## Data provided

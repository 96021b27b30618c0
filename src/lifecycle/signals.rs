use crate::error::LifecycleError;
use log::info;
use tokio_util::sync::CancellationToken;

/// Cancel `token` on SIGINT or SIGTERM
///
/// Only one handler can be installed per process.
///
/// # Errors
///
/// Returns `LifecycleError::SignalHandler` if the handler cannot be registered,
/// including when one has already been installed.
pub fn install_signal_handler(token: CancellationToken) -> Result<(), LifecycleError> {
    ctrlc::set_handler(move || {
        info!("Received shutdown signal");
        token.cancel();
    })
    .map_err(|e| LifecycleError::SignalHandler(e.to_string()))
}
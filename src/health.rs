//! Health reporting
//!
//! A health report is a pure function of the checks a service supplies; it never
//! contacts anything itself.

use crate::events::{wire_timestamp, Timestamp};
use crate::lifecycle::LifecycleState;
use chrono::Utc;
use serde::{Deserialize, Serialize};
use std::collections::BTreeMap;
use std::fmt;

/// Name of the check every report carries
pub const SERVICE_RUNNING: &str = "service_running";

#[derive(Debug, Clone, Copy, PartialEq, Eq, Serialize, Deserialize)]
#[serde(rename_all = "lowercase")]
pub enum HealthState {
    Healthy,
    Unhealthy,
}

impl fmt::Display for HealthState {
    fn fmt(&self, f: &mut fmt::Formatter<'_>) -> fmt::Result {
        match self {
            HealthState::Healthy => f.write_str("healthy"),
            HealthState::Unhealthy => f.write_str("unhealthy"),
        }
    }
}

/// Point-in-time health of one service
#[derive(Debug, Clone, PartialEq, Serialize, Deserialize)]
pub struct HealthStatus {
    pub service: String,
    pub status: HealthState,
    #[serde(with = "wire_timestamp")]
    pub timestamp: Timestamp,
    pub checks: BTreeMap<String, bool>,
}

impl HealthStatus {
    pub fn is_healthy(&self) -> bool {
        self.status == HealthState::Healthy
    }

    /// Names of the checks that failed, in name order
    pub fn failing_checks(&self) -> Vec<&str> {
        self.checks
            .iter()
            .filter(|(_, ok)| !**ok)
            .map(|(name, _)| name.as_str())
            .collect()
    }
}

/// Build a health report for `service`
///
/// The report always includes `service_running = true`; a supplied check with
/// the same name replaces it. The service is healthy iff every check passes.
pub fn health_status(service: &str, checks: &BTreeMap<String, bool>) -> HealthStatus {
    report(service, true, checks)
}

/// Like [`health_status`], with `service_running` taken from a lifecycle state
pub fn health_for_state(
    service: &str,
    state: LifecycleState,
    checks: &BTreeMap<String, bool>,
) -> HealthStatus {
    report(service, state == LifecycleState::Running, checks)
}

fn report(service: &str, running: bool, checks: &BTreeMap<String, bool>) -> HealthStatus {
    let mut all = BTreeMap::new();
    all.insert(SERVICE_RUNNING.to_string(), running);
    all.extend(checks.iter().map(|(name, ok)| (name.clone(), *ok)));

    let status = if all.values().all(|ok| *ok) {
        HealthState::Healthy
    } else {
        HealthState::Unhealthy
    };

    HealthStatus {
        service: service.to_string(),
        status,
        timestamp: Utc::now(),
        checks: all,
    }
}
/// Alerts emitted by analyzers
pub mod alert;

pub use alert::{Alert, AlertKind, Severity};
use crate::error::EventError;
use crate::events::{wire_timestamp, Event, SourceInfo, Timestamp};
use chrono::Utc;
use serde::{Deserialize, Serialize};
use std::fmt;
use uuid::Uuid;

/// Severity level of an alert
#[derive(Debug, Clone, Copy, Serialize, Deserialize, PartialEq, Eq, Hash, PartialOrd, Ord)]
#[serde(rename_all = "lowercase")]
pub enum Severity {
    Low,
    Medium,
    High,
    Critical,
}

impl fmt::Display for Severity {
    fn fmt(&self, f: &mut fmt::Formatter<'_>) -> fmt::Result {
        let name = match self {
            Severity::Low => "low",
            Severity::Medium => "medium",
            Severity::High => "high",
            Severity::Critical => "critical",
        };
        f.write_str(name)
    }
}

/// What kind of detection produced an alert
///
/// Each kind has a fixed severity and a fixed routing key in the alerts exchange.
#[derive(Debug, Clone, Copy, Serialize, Deserialize, PartialEq, Eq, Hash)]
#[serde(rename_all = "snake_case")]
pub enum AlertKind {
    /// Indicator-of-compromise match (hash, address, domain)
    IocMatch,
    /// YARA rule match
    YaraMatch,
    /// Behavioral anomaly
    Behavior,
    /// Interaction with a deception asset
    Deception,
}

impl AlertKind {
    pub const ALL: [AlertKind; 4] = [
        AlertKind::IocMatch,
        AlertKind::YaraMatch,
        AlertKind::Behavior,
        AlertKind::Deception,
    ];

    pub fn severity(&self) -> Severity {
        match self {
            AlertKind::IocMatch => Severity::High,
            AlertKind::YaraMatch => Severity::Medium,
            AlertKind::Behavior => Severity::Low,
            AlertKind::Deception => Severity::Critical,
        }
    }
}

/// An alert raised by an analyzer about a single event
#[derive(Debug, Clone, PartialEq, Serialize, Deserialize)]
pub struct Alert {
    pub alert_id: String,
    #[serde(with = "wire_timestamp")]
    pub timestamp: Timestamp,
    pub kind: AlertKind,
    pub severity: Severity,
    pub title: String,
    pub description: String,
    /// Identifier of the event that triggered the alert
    pub event_id: String,
    /// Host the triggering activity happened on
    pub hostname: String,
    /// The analyzer that raised the alert
    pub source: SourceInfo,
}

impl Alert {
    /// Create an alert about `event`, raised by the analyzer identified by `source`
    pub fn for_event(
        kind: AlertKind,
        title: impl Into<String>,
        description: impl Into<String>,
        event: &Event,
        source: SourceInfo,
    ) -> Self {
        Self {
            alert_id: Uuid::new_v4().to_string(),
            timestamp: Utc::now(),
            kind,
            severity: kind.severity(),
            title: title.into(),
            description: description.into(),
            event_id: event.event_id().to_string(),
            hostname: event.hostname().to_string(),
            source,
        }
    }

    pub fn to_json_bytes(&self) -> Result<Vec<u8>, EventError> {
        serde_json::to_vec(self).map_err(|e| EventError::Parse(e.to_string()))
    }

    pub fn from_slice(bytes: &[u8]) -> Result<Self, EventError> {
        Ok(serde_json::from_slice(bytes)?)
    }
}
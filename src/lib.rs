/// Error types shared across the crate
pub mod error;

/// Canonical telemetry event model
pub mod events;

/// Alerts raised by analyzers
pub mod alerts;

/// Exchange and routing-key catalog
pub mod topology;

/// Settings and service location
pub mod config;

/// Service lifecycle state machine
pub mod lifecycle;

/// Health reports
pub mod health;

/// Message bus seam
pub mod bus;

/// Collector role
pub mod collectors;

/// Analyzer role
pub mod analyzers;

// Re-export commonly used types
pub use alerts::{Alert, AlertKind, Severity};
pub use error::{BusError, CollectorError, ConfigError, EventError, LifecycleError};
pub use events::{Event, EventData, EventFamily, EventType, SourceInfo};
pub use lifecycle::{LifecycleState, Role, Service, ServiceRunner};
pub use topology::{Exchange, Route, Topic, Topology};
//! Process settings
//!
//! Settings are layered: built-in defaults, then an optional TOML file, then
//! environment variables. Every layer is optional; a process with no file and an
//! empty environment runs against `localhost` with development credentials.

use crate::error::ConfigError;
use crate::topology::DEFAULT_NAMESPACE;
use log::{debug, LevelFilter};
use serde::{Deserialize, Serialize};
use std::path::Path;

/// PostgreSQL connection settings
#[derive(Debug, Clone, PartialEq, Eq, Serialize, Deserialize)]
#[serde(default)]
pub struct DatabaseSettings {
    pub host: String,
    pub port: u16,
    pub name: String,
    pub user: String,
    pub password: String,
}

impl Default for DatabaseSettings {
    fn default() -> Self {
        Self {
            host: "localhost".to_string(),
            port: 5432,
            name: "zerotrace".to_string(),
            user: "zerotrace".to_string(),
            password: "zerotrace_dev_pass".to_string(),
        }
    }
}

/// RabbitMQ connection settings
#[derive(Debug, Clone, PartialEq, Eq, Serialize, Deserialize)]
#[serde(default)]
pub struct BrokerSettings {
    pub host: String,
    pub port: u16,
    pub user: String,
    pub password: String,
    pub vhost: String,
}

impl Default for BrokerSettings {
    fn default() -> Self {
        Self {
            host: "localhost".to_string(),
            port: 5672,
            user: "zerotrace".to_string(),
            password: "zerotrace_dev_pass".to_string(),
            vhost: "/".to_string(),
        }
    }
}

/// Redis connection settings
#[derive(Debug, Clone, PartialEq, Eq, Serialize, Deserialize)]
#[serde(default)]
pub struct CacheSettings {
    pub host: String,
    pub port: u16,
    pub password: Option<String>,
    pub db: u32,
}

impl Default for CacheSettings {
    fn default() -> Self {
        Self {
            host: "localhost".to_string(),
            port: 6379,
            password: None,
            db: 0,
        }
    }
}

/// Host and port of an HTTP service of the platform
///
/// Both fields are required when the table appears in a config file.
#[derive(Debug, Clone, PartialEq, Eq, Serialize, Deserialize)]
pub struct EndpointSettings {
    pub host: String,
    pub port: u16,
}

impl EndpointSettings {
    fn local(port: u16) -> Self {
        Self {
            host: "localhost".to_string(),
            port,
        }
    }
}

/// Complete process configuration
#[derive(Debug, Clone, PartialEq, Eq, Serialize, Deserialize)]
#[serde(default)]
pub struct Settings {
    pub database: DatabaseSettings,
    pub broker: BrokerSettings,
    pub cache: CacheSettings,
    pub api: EndpointSettings,
    pub ui: EndpointSettings,
    /// Prefix of every exchange name
    pub bus_namespace: String,
    pub dev_mode: bool,
    pub log_level: String,
}

impl Default for Settings {
    fn default() -> Self {
        Self {
            database: DatabaseSettings::default(),
            broker: BrokerSettings::default(),
            cache: CacheSettings::default(),
            api: EndpointSettings::local(8000),
            ui: EndpointSettings::local(3000),
            bus_namespace: DEFAULT_NAMESPACE.to_string(),
            dev_mode: false,
            log_level: "INFO".to_string(),
        }
    }
}

impl Settings {
    /// Defaults overridden by the process environment
    pub fn from_env() -> Result<Self, ConfigError> {
        let mut settings = Self::default();
        settings.apply_env(|key| std::env::var(key).ok())?;
        Ok(settings)
    }

    /// Load settings from a TOML file; keys missing from the file keep their defaults
    ///
    /// # Errors
    ///
    /// Returns `ConfigError::ReadError` if the file cannot be read and
    /// `ConfigError::TomlError` if it is not valid TOML for these settings.
    pub fn from_file(path: &Path) -> Result<Self, ConfigError> {
        let content = std::fs::read_to_string(path)
            .map_err(|e| ConfigError::ReadError(format!("{}: {}", path.display(), e)))?;
        Self::from_toml_str(&content)
    }

    pub fn from_toml_str(content: &str) -> Result<Self, ConfigError> {
        let mut settings: Settings = toml::from_str(content)?;
        settings.log_level = settings.log_level.to_uppercase();
        Ok(settings)
    }

    /// Override fields from environment-style variables
    ///
    /// `lookup` returns the value of a variable, or `None` when it is unset. Passing a
    /// closure instead of reading the process environment keeps tests free of global
    /// state.
    pub fn apply_env<F>(&mut self, lookup: F) -> Result<(), ConfigError>
    where
        F: Fn(&str) -> Option<String>,
    {
        let string = |key: &str, target: &mut String| {
            if let Some(value) = lookup(key) {
                debug!("Config override from {}", key);
                *target = value;
            }
        };

        string("POSTGRES_HOST", &mut self.database.host);
        string("POSTGRES_DB", &mut self.database.name);
        string("POSTGRES_USER", &mut self.database.user);
        string("POSTGRES_PASSWORD", &mut self.database.password);
        string("RABBITMQ_HOST", &mut self.broker.host);
        string("RABBITMQ_USER", &mut self.broker.user);
        string("RABBITMQ_PASSWORD", &mut self.broker.password);
        string("RABBITMQ_VHOST", &mut self.broker.vhost);
        string("REDIS_HOST", &mut self.cache.host);
        string("API_HOST", &mut self.api.host);
        string("UI_HOST", &mut self.ui.host);
        string("BUS_NAMESPACE", &mut self.bus_namespace);

        let ports = [
            ("POSTGRES_PORT", &mut self.database.port),
            ("RABBITMQ_PORT", &mut self.broker.port),
            ("REDIS_PORT", &mut self.cache.port),
            ("API_PORT", &mut self.api.port),
            ("UI_PORT", &mut self.ui.port),
        ];
        for (key, target) in ports {
            if let Some(value) = lookup(key) {
                *target = parse_port(key, &value)?;
            }
        }

        if let Some(password) = lookup("REDIS_PASSWORD") {
            self.cache.password = Some(password).filter(|p| !p.is_empty());
        }
        if let Some(db) = lookup("REDIS_DB") {
            self.cache.db = db.trim().parse().map_err(|_| ConfigError::InvalidValue {
                key: "REDIS_DB".to_string(),
                value: db.clone(),
            })?;
        }
        if let Some(dev_mode) = lookup("DEV_MODE") {
            self.dev_mode = dev_mode.trim().eq_ignore_ascii_case("true");
        }
        if let Some(level) = lookup("LOG_LEVEL") {
            self.log_level = level.trim().to_uppercase();
        }

        Ok(())
    }

    /// Map the configured level name onto a `log` filter
    ///
    /// Accepts the usual Rust names as well as `WARNING` and `CRITICAL`; anything
    /// unrecognised falls back to `Info`.
    pub fn log_level_filter(&self) -> LevelFilter {
        match self.log_level.as_str() {
            "TRACE" => LevelFilter::Trace,
            "DEBUG" => LevelFilter::Debug,
            "WARN" | "WARNING" => LevelFilter::Warn,
            "ERROR" | "CRITICAL" => LevelFilter::Error,
            "OFF" => LevelFilter::Off,
            _ => LevelFilter::Info,
        }
    }
}

fn parse_port(key: &str, value: &str) -> Result<u16, ConfigError> {
    match value.trim().parse::<u16>() {
        Ok(port) if port > 0 => Ok(port),
        _ => Err(ConfigError::InvalidValue {
            key: key.to_string(),
            value: value.to_string(),
        }),
    }
}
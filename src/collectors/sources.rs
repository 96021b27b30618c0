use crate::collectors::EventSource;
use crate::error::CollectorError;
use crate::events::Event;
use log::{debug, warn};
use std::fs::File;
use std::io::{Read, Seek, SeekFrom};
use std::path::{Path, PathBuf};

/// Follows a file of newline-delimited event documents
///
/// Each poll returns the events on lines completed since the previous poll. A
/// trailing line without a newline is left for the next poll. Lines that do not
/// decode into an event are logged and skipped.
pub struct JsonLinesSource {
    path: PathBuf,
    offset: u64,
    line: usize,
}

impl JsonLinesSource {
    pub fn new(path: impl AsRef<Path>) -> Self {
        Self {
            path: path.as_ref().to_path_buf(),
            offset: 0,
            line: 0,
        }
    }

    pub fn path(&self) -> &Path {
        &self.path
    }

    /// Bytes of the lines completed since the previous read
    fn read_new(&mut self) -> Result<Vec<u8>, CollectorError> {
        let mut file = File::open(&self.path)?;
        let len = file.metadata()?.len();
        if len < self.offset {
            warn!(
                "{} shrank from {} to {} bytes, reading from the start",
                self.path.display(),
                self.offset,
                len
            );
            self.offset = 0;
            self.line = 0;
        }

        file.seek(SeekFrom::Start(self.offset))?;
        let mut buf = Vec::new();
        file.read_to_end(&mut buf)?;

        let complete = buf
            .iter()
            .rposition(|byte| *byte == b'\n')
            .map(|pos| pos + 1)
            .unwrap_or(0);
        buf.truncate(complete);
        self.offset += complete as u64;
        Ok(buf)
    }
}

impl EventSource for JsonLinesSource {
    fn poll(&mut self) -> Result<Vec<Event>, CollectorError> {
        let bytes = self.read_new()?;
        let mut events = Vec::new();
        if bytes.is_empty() {
            return Ok(events);
        }

        let body = bytes.strip_suffix(b"\n").unwrap_or(&bytes);
        for raw in body.split(|byte| *byte == b'\n') {
            self.line += 1;
            let raw = match std::str::from_utf8(raw) {
                Ok(text) => text.trim(),
                Err(e) => {
                    warn!("{}:{}: skipping line: {}", self.path.display(), self.line, e);
                    continue;
                }
            };
            if raw.is_empty() {
                continue;
            }
            match Event::from_json(raw) {
                Ok(event) => events.push(event),
                Err(e) => warn!("{}:{}: skipping line: {}", self.path.display(), self.line, e),
            }
        }

        if !events.is_empty() {
            debug!("Read {} events from {}", events.len(), self.path.display());
        }
        Ok(events)
    }
}

#[cfg(test)]
mod tests {
    use super::*;
    use crate::events::{process_event, EventType, SourceInfo};
    use std::io::Write;
    use tempfile::NamedTempFile;

    fn line(pid: u32) -> String {
        let event = process_event(
            SourceInfo::new("process-collector", "1.0.0", "sensor-1"),
            "ws-1",
            EventType::ProcessCreated,
            pid,
            1,
            "bash",
            "bash -i",
        )
        .unwrap();
        format!("{}\n", event.to_json().unwrap())
    }

    #[test]
    fn test_reads_only_new_complete_lines() {
        let mut file = NamedTempFile::new().unwrap();
        let mut source = JsonLinesSource::new(file.path());

        file.write_all(line(100).as_bytes()).unwrap();
        file.write_all(line(101).trim_end().as_bytes()).unwrap();
        file.flush().unwrap();

        let first = source.poll().unwrap();
        assert_eq!(first.len(), 1);

        file.write_all(b"\n").unwrap();
        file.write_all(line(102).as_bytes()).unwrap();
        file.flush().unwrap();

        let second = source.poll().unwrap();
        assert_eq!(second.len(), 2);
        assert!(source.poll().unwrap().is_empty());
    }

    #[test]
    fn test_skips_invalid_lines() {
        let mut file = NamedTempFile::new().unwrap();
        file.write_all(line(1).as_bytes()).unwrap();
        file.write_all(b"not json\n\n").unwrap();
        file.write_all(b"{\"event_type\": \"process.exploded\"}\n").unwrap();
        file.write_all(line(2).as_bytes()).unwrap();
        file.flush().unwrap();

        let events = JsonLinesSource::new(file.path()).poll().unwrap();
        assert_eq!(events.len(), 2);
    }

    #[test]
    fn test_non_utf8_line_does_not_block_later_lines() {
        let mut file = NamedTempFile::new().unwrap();
        let mut source = JsonLinesSource::new(file.path());

        file.write_all(b"\xff\xfe garbage\n").unwrap();
        file.write_all(line(7).as_bytes()).unwrap();
        file.flush().unwrap();

        let events = source.poll().unwrap();
        assert_eq!(events.len(), 1);

        file.write_all(line(8).as_bytes()).unwrap();
        file.flush().unwrap();
        assert_eq!(source.poll().unwrap().len(), 1);
    }

    #[test]
    fn test_partial_multibyte_character_waits_for_newline() {
        let mut file = NamedTempFile::new().unwrap();
        let mut source = JsonLinesSource::new(file.path());

        let text = line(9).replace("bash -i", "bash -c 'echo \u{e9}t\u{e9}'");
        let bytes = text.as_bytes();
        let split = text.find('\u{e9}').unwrap() + 1;

        file.write_all(&bytes[..split]).unwrap();
        file.flush().unwrap();
        assert!(source.poll().unwrap().is_empty());

        file.write_all(&bytes[split..]).unwrap();
        file.flush().unwrap();
        let events = source.poll().unwrap();
        assert_eq!(events.len(), 1);
    }

    #[test]
    fn test_missing_file_is_an_error() {
        let dir = tempfile::tempdir().unwrap();
        let mut source = JsonLinesSource::new(dir.path().join("absent.jsonl"));
        assert!(matches!(source.poll(), Err(CollectorError::IoError(_))));
    }
}
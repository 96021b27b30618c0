//! Service lifecycle
//!
//! Every collector and analyzer process is a [`Service`] driven by a
//! [`ServiceRunner`]. The runner owns the state machine
//! `Created -> Starting -> Running -> Stopping -> Stopped`; the service only
//! supplies its start and stop hooks.

pub mod runner;
pub mod signals;

pub use runner::{RunOutcome, ServiceRunner, DEFAULT_TICK};
pub use signals::install_signal_handler;

use crate::error::LifecycleError;
use serde::Serialize;
use std::fmt;
use std::future::Future;
use std::pin::Pin;

/// Phase of a service run
#[derive(Debug, Clone, Copy, PartialEq, Eq, Serialize)]
#[serde(rename_all = "lowercase")]
pub enum LifecycleState {
    Created,
    Starting,
    Running,
    Stopping,
    Stopped,
}

impl LifecycleState {
    pub fn as_str(&self) -> &'static str {
        match self {
            LifecycleState::Created => "created",
            LifecycleState::Starting => "starting",
            LifecycleState::Running => "running",
            LifecycleState::Stopping => "stopping",
            LifecycleState::Stopped => "stopped",
        }
    }
}

impl fmt::Display for LifecycleState {
    fn fmt(&self, f: &mut fmt::Formatter<'_>) -> fmt::Result {
        f.write_str(self.as_str())
    }
}

/// Archetype a service process belongs to
#[derive(Debug, Clone, Copy, PartialEq, Eq, Serialize)]
#[serde(rename_all = "lowercase")]
pub enum Role {
    Collector,
    Analyzer,
}

impl fmt::Display for Role {
    fn fmt(&self, f: &mut fmt::Formatter<'_>) -> fmt::Result {
        match self {
            Role::Collector => f.write_str("collector"),
            Role::Analyzer => f.write_str("analyzer"),
        }
    }
}

/// Future returned by the start and stop hooks
pub type HookFuture<'a> = Pin<Box<dyn Future<Output = Result<(), LifecycleError>> + Send + 'a>>;

/// A long-running process driven by [`ServiceRunner`]
///
/// Background work spawned by `start` belongs to the service and must be
/// released by `stop`. The runner calls `stop` exactly once, after `start`
/// has returned, whether or not `start` succeeded.
pub trait Service: Send {
    fn name(&self) -> &str;

    fn version(&self) -> &str;

    fn role(&self) -> Role;

    fn start(&mut self) -> HookFuture<'_>;

    fn stop(&mut self) -> HookFuture<'_>;

    /// Consulted once per tick while running; an error ends the run as a fault
    fn check_running(&self) -> Result<(), LifecycleError> {
        Ok(())
    }
}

## Work order
All that is wanted is an exact copy of the lines above from the one with "logged and skipped." through the one with "self.line += 1;", with both ends included.

## Exercise output
/// decode into an event are logged and skipped.
pub struct JsonLinesSource {
    path: PathBuf,
    offset: u64,
    line: usize,
}

impl JsonLinesSource {
    pub fn new(path: impl AsRef<Path>) -> Self {
        Self {
            path: path.as_ref().to_path_buf(),
            offset: 0,
            line: 0,
        }
    }

    pub fn path(&self) -> &Path {
        &self.path
    }

    /// Bytes of the lines completed since the previous read
    fn read_new(&mut self) -> Result<Vec<u8>, CollectorError> {
        let mut file = File::open(&self.path)?;
        let len = file.metadata()?.len();
        if len < self.offset {
            warn!(
                "{} shrank from {} to {} bytes, reading from the start",
                self.path.display(),
                self.offset,
                len
            );
            self.offset = 0;
            self.line = 0;
        }

        file.seek(SeekFrom::Start(self.offset))?;
        let mut buf = Vec::new();
        file.read_to_end(&mut buf)?;

        let complete = buf
            .iter()
            .rposition(|byte| *byte == b'\n')
            .map(|pos| pos + 1)
            .unwrap_or(0);
        buf.truncate(complete);
        self.offset += complete as u64;
        Ok(buf)
    }
}

impl EventSource for JsonLinesSource {
    fn poll(&mut self) -> Result<Vec<Event>, CollectorError> {
        let bytes = self.read_new()?;
        let mut events = Vec::new();
        if bytes.is_empty() {
            return Ok(events);
        }

        let body = bytes.strip_suffix(b"\n").unwrap_or(&bytes);
        for raw in body.split(|byte| *byte == b'\n') {
            self.line += 1;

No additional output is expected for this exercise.